**Problem description:**
Narrow the data below down to the lines containing "token".

= = = = = = =

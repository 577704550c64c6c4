//! # List Page
//!
//! Table page shared by the three resources.
//!
//! ```text
//!  show::<R>()
//!     │
//!     ├── no token ──────────────► login screen (nothing sent)
//!     │
//!     ├── store.list_all() ── Err ──► generic failure page
//!     │
//!     └── ListView::derive(items) ──► table (or JSON rows)
//! ```
//!
//! Sort and search never touch the store; they only shape what is rendered.

use depot_core::{ListView, Notification, ResourceId, Route};
use tracing::{debug, info};

use super::{gate, Screen};
use crate::error::{ConsoleError, ConsoleResult};
use crate::render;
use crate::state::{AppContext, CatalogResource};

/// How the table should be shaped and printed.
#[derive(Debug, Clone, Default)]
pub struct ListOptions {
    pub view: ListView,
    /// Print the derived rows as JSON instead of a table
    pub json: bool,
}

impl ListOptions {
    pub fn new(view: ListView) -> Self {
        ListOptions { view, json: false }
    }
}

/// Fetches the collection and renders it.
pub async fn show<R: CatalogResource>(ctx: &AppContext, options: &ListOptions) -> ConsoleResult<Screen> {
    let route = Route::List(R::KIND);
    if let Some(redirect) = gate(ctx, route) {
        return Ok(redirect);
    }

    if let Err(e) = R::store(ctx).list_all().await {
        debug!(kind = %R::KIND, error = %e, "Showing failure page");
        return Ok(Screen::new(route, render::error_page()));
    }

    rows::<R>(ctx, options)
}

/// Renders what is currently cached, without fetching.
pub fn rows<R: CatalogResource>(ctx: &AppContext, options: &ListOptions) -> ConsoleResult<Screen> {
    let items = R::store(ctx).items();
    let rows = options.view.derive(&items)?;

    let body = if options.json {
        let mut json = serde_json::to_string_pretty(&rows)
            .map_err(|e| ConsoleError::internal(format!("Failed to encode rows: {}", e)))?;
        json.push('\n');
        json
    } else {
        render::table(&rows)
    };

    debug!(kind = %R::KIND, shown = rows.len(), total = items.len(), "Rendered list");
    Ok(Screen::new(Route::List(R::KIND), body))
}

/// Fetches one record and shows it as a single-row table.
pub async fn record<R: CatalogResource>(ctx: &AppContext, id: &ResourceId) -> ConsoleResult<Screen> {
    let route = Route::List(R::KIND);
    if let Some(redirect) = gate(ctx, route) {
        return Ok(redirect);
    }

    match R::store(ctx).get_by_id(id).await {
        Ok(record) => Ok(Screen::new(route, render::table(&[&record]))),
        Err(_) => Ok(Screen::new(route, render::error_page())),
    }
}

/// Deletes one record and shows the table without it.
///
/// The collection is loaded first so the table reflects the server's data.
pub async fn delete<R: CatalogResource>(
    ctx: &AppContext,
    id: &ResourceId,
    options: &ListOptions,
) -> ConsoleResult<Screen> {
    let route = Route::List(R::KIND);
    if let Some(redirect) = gate(ctx, route) {
        return Ok(redirect);
    }

    let store = R::store(ctx);
    if store.list_all().await.is_err() {
        return Ok(Screen::new(route, render::error_page()));
    }

    let label = R::KIND.label();
    let notification = match store.delete_by_id(id).await {
        Ok(()) => {
            info!(kind = %R::KIND, %id, "Record deleted");
            Notification::success(format!("{} deleted successfully", label))
        }
        Err(_) => Notification::error(format!("Failed to delete {}", label.to_lowercase())),
    };

    Ok(rows::<R>(ctx, options)?.notify(notification))
}
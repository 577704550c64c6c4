//! # depot-core: Pure Catalog Logic for the Depot Console
//!
//! This crate holds everything the console knows about States, Cities and
//! Warehouses that does not need a network or a terminal.
//!
//! ## Architecture Position
//! ```text
//! ┌─────────────────────────────────────────────────────────────────────────┐
//! │                       Depot Console Architecture                        │
//! │                                                                         │
//! │  ┌─────────────────────────────────────────────────────────────────┐   │
//! │  │                    Console (apps/console)                       │   │
//! │  │   CLI ──► command flows ──► ResourceStore ──► render           │   │
//! │  └──────────────┬──────────────────────────────┬───────────────────┘   │
//! │                 │                              │                        │
//! │  ┌──────────────▼──────────────────┐  ┌────────▼────────────────────┐  │
//! │  │  ★ depot-core (THIS CRATE) ★    │  │  depot-client               │  │
//! │  │                                 │  │  config, token storage,     │  │
//! │  │  types  store  list_view        │  │  ResourceClient<R>,         │  │
//! │  │  form   navigation  validation  │  │  AuthClient                 │  │
//! │  │                                 │  └────────┬────────────────────┘  │
//! │  │  NO I/O • NO NETWORK            │           │ HTTPS + Bearer        │
//! │  └─────────────────────────────────┘  ┌────────▼────────────────────┐  │
//! │                                       │  Catalog API (/api/...)     │  │
//! │                                       └─────────────────────────────┘  │
//! └─────────────────────────────────────────────────────────────────────────┘
//! ```
//!
//! ## Modules
//!
//! - [`types`] - State, City, Warehouse and their drafts
//! - [`resource`] - The `Resource` trait shared by the three entity types
//! - [`store`] - Pending/fulfilled/rejected reducer for one collection
//! - [`list_view`] - Sort and filter derivation for tables
//! - [`form`] - Create/edit form state, including the warehouse dependent select
//! - [`navigation`] - Routes, side menu, auth gate, notifications
//! - [`validation`] - Required-field checks
//! - [`error`] - Domain error types
//!
//! ## Example Usage
//!
//! ```rust
//! use depot_core::list_view::ListView;
//! use depot_core::resource::{SortDirection, SortKey};
//! use depot_core::types::{ResourceId, State, Status};
//!
//! let states = vec![
//!     State { id: ResourceId::new("1"), name: "Texas".into(), code: "TX".into(), status: Status::Active },
//!     State { id: ResourceId::new("2"), name: "Utah".into(), code: "UT".into(), status: Status::Active },
//! ];
//!
//! let view = ListView::new()
//!     .sorted_by(SortKey::Name, SortDirection::Descending)
//!     .searching("t");
//! let rows = view.derive(&states).unwrap();
//! assert_eq!(rows[0].name, "Utah");
//! ```

// =============================================================================
// Module Declarations
// =============================================================================

pub mod error;
pub mod form;
pub mod list_view;
pub mod navigation;
pub mod resource;
pub mod store;
pub mod types;
pub mod validation;

// =============================================================================
// Re-exports for Convenience
// =============================================================================

pub use error::{CoreError, CoreResult, ValidationError};
pub use list_view::ListView;
pub use navigation::{Notification, NotificationKind, Route};
pub use resource::{Resource, ResourceKind, SortDirection, SortKey};
pub use store::{Operation, PatchOutcome, StoreEvent, StoreState};
pub use types::*;

// =============================================================================
// Crate-Level Constants
// =============================================================================

/// Text shown in place of a related record's name when the server did not
/// embed one.
pub const NOT_AVAILABLE: &str = "Not Available";

/// Pause between a successful form submit and the return to the list.
pub const DEFAULT_REDIRECT_DELAY_MS: u64 = 1000;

= = = = = = =

**The completed task:**
//!     ├── no token ──────────────► login screen (nothing sent)
//! │  │                                 │  │  config, token storage,     │  │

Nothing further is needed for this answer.